De acordo com Lucas Rocha Furtado, subprocurador do Ministério Público (MP), que trabalha em parceria com o Tribunal de Contas da União (TCU), o pedido partiu de áudios interceptados de investigações que miram o tenente-coronel Mauro Cid.
Em caso de identificação de recurso público nas contas de Michelle Bolsonaro, Furtado entende que é necessário uma força-tarefa com a Controladoria Geral da União (CGU) e Polícia Federal (PF) para a apuração do caso.
A investigação de Michelle Bolsonaro
A ideia com toda a operação é identificar se há algum padrão, além de conseguir rastrear os recursos desembolsados com dinheiro em espécie durante toda a gestão do ex-presidente, Jair Bolsonaro, principalmente em relação à sua esposa.
Dessa forma, se houver a confirmação das irregularidades durante as investigações, os recursos devem retornar à União.
Como dissemos acima, entretanto, essa investigação veio à tona após a Polícia Federal apurar suspeitas de desvio de dinheiro realizados por Mauro Cid, ex-ajudante de Bolsonaro. As investigações indicam que as orientações partiram de Michelle Bolsonaro, com a autorização do ex-presidente.
Quem é Mauro Cid?
Tenente-coronel e ex-ajudante de Bolsonaro, Mauro Cid virou alvo de investigações da PF nos últimos meses, com acusações de se utilizar de verbas públicas de maneira fraudulenta.
A PF afirma que há irregularidades na prática de saques em espécie e depósitos separados que Cid realizava. Assim, a investigação de “rachadinha” e “caixa 2” envolvendo ele e Michelle Bolsonaro se iniciou após reportagem exclusiva do jornal Metrópoles, de fevereiro de 2023.

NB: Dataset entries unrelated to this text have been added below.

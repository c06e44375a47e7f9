pub mod user_repo;
pub use user_repo::UserRepository;
pub mod client_repo;
pub use client_repo::ClientRepository;
pub mod visit_repo;
pub use visit_repo::VisitRepository;
pub mod seed;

Segundo a PF, ainda, em relatório, toda a ação realizada por Cid era para dificultar a identificação dos responsáveis pelas diversas transferências realizadas. Além de não ter como comprovar que as pessoas que recebiam os pagamentos tinham alguma ligação com a Presidência da República, afim de justificar o recebimento do recurso público.